Especially true of Edinburgh, where the technology sector has boomed over recent decades, developing space to accommodate a new generation with different ways of working has been a challenge which developers have met with relish. 

With a myriad of young, ambitious companies in Edinburgh at different stages in their trajectory, demand for flexible space which allow firms to scale up as and when they need it has grown apace. Great examples of this are Codebase, one of Europe's biggest tech incubators, and Spaces Lochrin Square, which offers flexible co-working space in the heart of the capital.

In recent years, corporate occupiers in Edinburgh have also found solutions to make the office relevant - agile workspaces which go beyond the traditional open plan office, to take into consideration how people work in 2018. For example, quiet booths for confidential calls; collaboration areas; relaxation space; hot-desk space with laptop docking stations; dedicated eating spaces; inspirational zones, and so on. 

But this also means stripping back traditional ceiling tiles and dividers to meet modern tastes. Increasingly we're seeing defurbished stock come to the market with exposed services, allowing occupiers to make their own mark.

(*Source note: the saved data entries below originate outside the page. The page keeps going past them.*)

//! Connection acceptor.

use crate::builder::ServerEvent;
use crate::connection::{ServerContext, serve};
use ironchat_transport::tcp::{TcpConnection, TcpServer};
use std::sync::Arc;
use std::time::Duration;
use tokio_util::sync::CancellationToken;

const ACCEPT_BACKOFF_MIN: Duration = Duration::from_millis(5);
const ACCEPT_BACKOFF_MAX: Duration = Duration::from_secs(1);

/// Pause after the `failures`-th accept error in a row.
fn accept_backoff(failures: u32) -> Duration {
    ACCEPT_BACKOFF_MIN
        .saturating_mul(1 << failures.saturating_sub(1).min(16))
        .min(ACCEPT_BACKOFF_MAX)
}

/// Owns the listening endpoint and starts one connection per accept.
pub(crate) struct Acceptor {
    server: TcpServer,
    ctx: Arc<ServerContext>,
    stop: CancellationToken,
    max_connections: Option<usize>,
}

impl Acceptor {
    pub(crate) fn new(
        server: TcpServer,
        ctx: Arc<ServerContext>,
        stop: CancellationToken,
        max_connections: Option<usize>,
    ) -> Self {
        Self {
            server,
            ctx,
            stop,
            max_connections,
        }
    }

    /// Accepts until stopped.
    ///
    /// The stop flag is checked after every completed accept, never while
    /// one is pending. The listener is closed on return.
    pub(crate) async fn run(self) {
        let local = self.server.local_addr().ok();
        let mut failures = 0u32;
        loop {
            match self.server.accept().await {
                Ok(conn) => {
                    failures = 0;
                    self.on_accept(conn);
                }
                Err(e) => {
                    // Errors such as EMFILE repeat until a descriptor frees up
                    failures = failures.saturating_add(1);
                    let pause = accept_backoff(failures);
                    tracing::warn!("Accept error: {} (retrying in {:?})", e, pause);
                    self.ctx.emit(ServerEvent::Error(e.to_string()));
                    tokio::time::sleep(pause).await;
                }
            }

            if self.stop.is_cancelled() {
                break;
            }
        }

        drop(self.server);
        match local {
            Some(addr) => tracing::info!("Stopped accepting on {}", addr),
            None => tracing::info!("Stopped accepting"),
        }
    }

    /// Takes the session slot before the connection task starts, so a burst
    /// of accepts cannot overshoot `max_connections`.
    fn on_accept(&self, conn: TcpConnection) {
        let peer_addr = conn.peer_addr();
        let Some((id, close)) = self
            .ctx
            .sessions
            .try_create_session(peer_addr, self.max_connections)
        else {
            tracing::warn!(
                "Max connections ({}) reached, rejecting {}",
                self.max_connections.unwrap_or_default(),
                peer_addr
            );
            return;
        };

        tokio::spawn(serve(conn, id, close, Arc::clone(&self.ctx)));
    }
}
//! Per-connection read/respond state machine.
//!
//! A connection reads one line at a time and reacts to it according to its
//! [`ConnectionState`]. Everything it writes goes through its own outbound
//! queue, which a single writer task drains into the transport, so frames
//! from different broadcasters are never interleaved on the wire.

use crate::builder::ServerEvent;
use crate::registry::Registry;
use crate::session::SessionManager;
use bytes::Bytes;
use futures::{SinkExt, StreamExt};
use ironchat_channel::outbound::{self, OutboundReceiver, OutboundSender};
use ironchat_channel::{ChannelError, EventSender};
use ironchat_core::{ChatLine, ConnectionId, Inbound};
use ironchat_transport::tcp::{LineReader, LineWriter, TcpConnection, shutdown_writer};
use std::sync::Arc;
use tokio_util::sync::CancellationToken;

/// Lifecycle of one connection.
#[derive(Debug, Clone, PartialEq, Eq)]
pub enum ConnectionState {
    /// Waiting for the first non-empty line, taken as the display name.
    AwaitingName,
    /// Registered; every non-empty line is broadcast.
    Chatting {
        /// Display name the connection registered with.
        name: String,
    },
    /// Finished. No further lines are processed.
    Terminated,
}

impl ConnectionState {
    /// Returns the registered name, if any.
    #[must_use]
    pub fn name(&self) -> Option<&str> {
        match self {
            Self::Chatting { name } => Some(name),
            Self::AwaitingName | Self::Terminated => None,
        }
    }
}

/// Non-owning handle to a connection, stored in the registry.
///
/// Delivering through a `Peer` never touches the transport directly: the
/// frame is queued and written by the connection's own writer.
#[derive(Debug, Clone)]
pub struct Peer {
    id: ConnectionId,
    outbound: OutboundSender,
}

impl Peer {
    /// Creates a handle for connection `id` feeding `outbound`.
    #[must_use]
    pub fn new(id: ConnectionId, outbound: OutboundSender) -> Self {
        Self { id, outbound }
    }

    /// Returns the connection ID.
    #[must_use]
    pub fn id(&self) -> ConnectionId {
        self.id
    }

    /// Queues an encoded frame for the connection.
    ///
    /// # Errors
    /// Returns the frame if the connection's writer has stopped.
    pub fn deliver(&self, frame: Bytes) -> Result<(), ChannelError<Bytes>> {
        self.outbound.send(frame)
    }
}

/// State shared by every connection of one server run.
pub(crate) struct ServerContext {
    pub(crate) registry: Registry<Peer>,
    pub(crate) sessions: SessionManager,
    events: EventSender<ServerEvent>,
}

impl ServerContext {
    pub(crate) fn new(events: EventSender<ServerEvent>) -> Self {
        Self {
            registry: Registry::new(),
            sessions: SessionManager::new(),
            events,
        }
    }

    /// Reports an event to the observer. Never blocks.
    pub(crate) fn emit(&self, event: ServerEvent) {
        if let Err(e) = self.events.emit(event) {
            tracing::trace!("Observer event not delivered: {}", e);
        }
    }
}

/// What the read loop does after a line has been handled.
#[derive(Debug, Clone, Copy, PartialEq, Eq)]
pub(crate) enum Flow {
    Continue,
    Terminate,
}

pub(crate) struct Connection {
    id: ConnectionId,
    state: ConnectionState,
    peer: Peer,
    ctx: Arc<ServerContext>,
}

impl Connection {
    pub(crate) fn new(id: ConnectionId, outbound: OutboundSender, ctx: Arc<ServerContext>) -> Self {
        Self {
            id,
            state: ConnectionState::AwaitingName,
            peer: Peer::new(id, outbound),
            ctx,
        }
    }

    #[cfg(test)]
    pub(crate) fn state(&self) -> &ConnectionState {
        &self.state
    }

    /// Handles one inbound line, delimiter already removed.
    pub(crate) fn on_line(&mut self, line: &str) -> Flow {
        match Inbound::classify(line) {
            Inbound::Empty => {
                tracing::trace!("Session {} sent an empty line", self.id);
                Flow::Continue
            }
            Inbound::Exit => {
                tracing::debug!("Session {} sent the exit sentinel", self.id);
                Flow::Terminate
            }
            Inbound::Text(text) => match &self.state {
                ConnectionState::AwaitingName => {
                    self.register(text);
                    Flow::Continue
                }
                ConnectionState::Chatting { name } => {
                    broadcast(&self.ctx.registry, name, text);
                    Flow::Continue
                }
                ConnectionState::Terminated => Flow::Terminate,
            },
        }
    }

    fn register(&mut self, name: &str) {
        if let Some(displaced) = self.ctx.registry.insert(name, self.peer.clone()) {
            tracing::info!(
                "Session {} took over name {:?} from session {}",
                self.id,
                name,
                displaced.id()
            );
        }
        self.ctx.sessions.set_name(self.id, name);
        tracing::info!("Session {} registered as {:?}", self.id, name);

        self.state = ConnectionState::Chatting {
            name: name.to_owned(),
        };
        self.ctx
            .emit(ServerEvent::Registered(self.id, name.to_owned()));
    }

    /// Moves to `Terminated`, removing the registry entry if it is still ours.
    pub(crate) fn deregister(&mut self) {
        let previous = std::mem::replace(&mut self.state, ConnectionState::Terminated);
        if let ConnectionState::Chatting { name } = previous {
            let id = self.id;
            if self
                .ctx
                .registry
                .remove_if(&name, |peer| peer.id() == id)
                .is_some()
            {
                tracing::debug!("Session {} deregistered {:?}", id, name);
            }
        }
    }
}

/// Queues `"<sender>: <text>\n"` for every registered peer but `sender`.
///
/// Returns the number of peers the line was queued for.
fn broadcast(registry: &Registry<Peer>, sender: &str, text: &str) -> usize {
    let frame = match ChatLine::new(sender, text) {
        Ok(line) => line.encode(),
        Err(e) => {
            tracing::warn!("Not broadcasting line from {:?}: {}", sender, e);
            return 0;
        }
    };

    let mut queued = 0;
    for (name, peer) in registry.snapshot_excluding(sender) {
        match peer.deliver(frame.clone()) {
            Ok(()) => queued += 1,
            Err(e) => tracing::debug!(
                "Line for {:?} (session {}) dropped: {}",
                name,
                peer.id(),
                e
            ),
        }
    }
    tracing::trace!("Line from {:?} queued for {} peers", sender, queued);
    queued
}

/// Drives one accepted connection until it terminates.
///
/// The session entry `id` must already exist; `serve` releases it.
pub(crate) async fn serve(
    conn: TcpConnection,
    id: ConnectionId,
    close: CancellationToken,
    ctx: Arc<ServerContext>,
) {
    let peer_addr = conn.peer_addr();
    tracing::info!("Session {} connected from {}", id, peer_addr);
    ctx.emit(ServerEvent::SessionCreated(id, peer_addr));

    let (reader, writer) = conn.into_split();
    let (outbound, queue) = outbound::channel();
    let stop_writer = CancellationToken::new();
    let writer_task = tokio::spawn(write_loop(id, writer, queue, stop_writer.clone()));

    let mut connection = Connection::new(id, outbound, Arc::clone(&ctx));
    read_loop(&mut connection, reader, &close).await;

    // Registry entry goes first so no broadcast can target a dying transport
    connection.deregister();
    drop(connection);

    stop_writer.cancel();
    match writer_task.await {
        Ok(mut writer) => {
            if let Err(e) = shutdown_writer(&mut writer).await {
                if e.is_disconnect() {
                    tracing::debug!("Session {} shutdown: {}", id, e);
                } else {
                    tracing::warn!("Session {} shutdown failed: {}", id, e);
                }
            }
        }
        Err(e) => tracing::warn!("Session {} writer task failed: {}", id, e),
    }

    ctx.sessions.release(id);
    tracing::info!("Session {} disconnected", id);
    ctx.emit(ServerEvent::SessionClosed(id));
}

async fn read_loop(connection: &mut Connection, mut reader: LineReader, close: &CancellationToken) {
    let id = connection.id;
    loop {
        let next = tokio::select! {
            biased;
            () = close.cancelled() => {
                tracing::debug!("Session {} closed by server", id);
                return;
            }
            next = reader.next() => next,
        };

        match next {
            Some(Ok(line)) => {
                tracing::trace!("Session {} read {} bytes", id, line.len());
                if connection.on_line(&line) == Flow::Terminate {
                    return;
                }
            }
            Some(Err(e)) if e.is_disconnect() => {
                tracing::debug!("Session {} read ended: {}", id, e);
                return;
            }
            Some(Err(e)) => {
                tracing::warn!("Session {} read error: {}", id, e);
                return;
            }
            None => {
                tracing::debug!("Session {} closed by peer", id);
                return;
            }
        }
    }
}

/// Drains the outbound queue, one write at a time, until told to stop.
///
/// Hands the writer back so the caller can shut the transport down.
async fn write_loop(
    id: ConnectionId,
    mut writer: LineWriter,
    mut queue: OutboundReceiver,
    stop: CancellationToken,
) -> LineWriter {
    loop {
        let frame = tokio::select! {
            biased;
            () = stop.cancelled() => break,
            frame = queue.recv() => match frame {
                Some(frame) => frame,
                None => break,
            },
        };

        let written = tokio::select! {
            biased;
            () = stop.cancelled() => break,
            written = writer.send(frame) => written,
        };

        if let Err(e) = written {
            if e.is_disconnect() {
                tracing::debug!("Session {} write ended: {}", id, e);
            } else {
                tracing::warn!("Session {} write error: {}", id, e);
            }
            break;
        }
    }

    queue.close();
    writer
}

Once perhaps a mainstay of tech trailblazers alone, these stripped back working environments are also being embraced by the more conventional professional and financial sector businesses, showing that this isn't a fad, but a complete culture change in how we go about our working weeks.

The future is certainly bright for Edinburgh as it transitions from a traditional city into a modern European capital packing a mighty punch - producing some of the most productive and profitable tech employers in the world. 

The momentum is palpable, but if we want to see Edinburgh shift up the gears and really get up to speed, we need an even greater emphasis on nurturing this talented community and building the support mechanisms, and work spaces, for it to continue flourishing.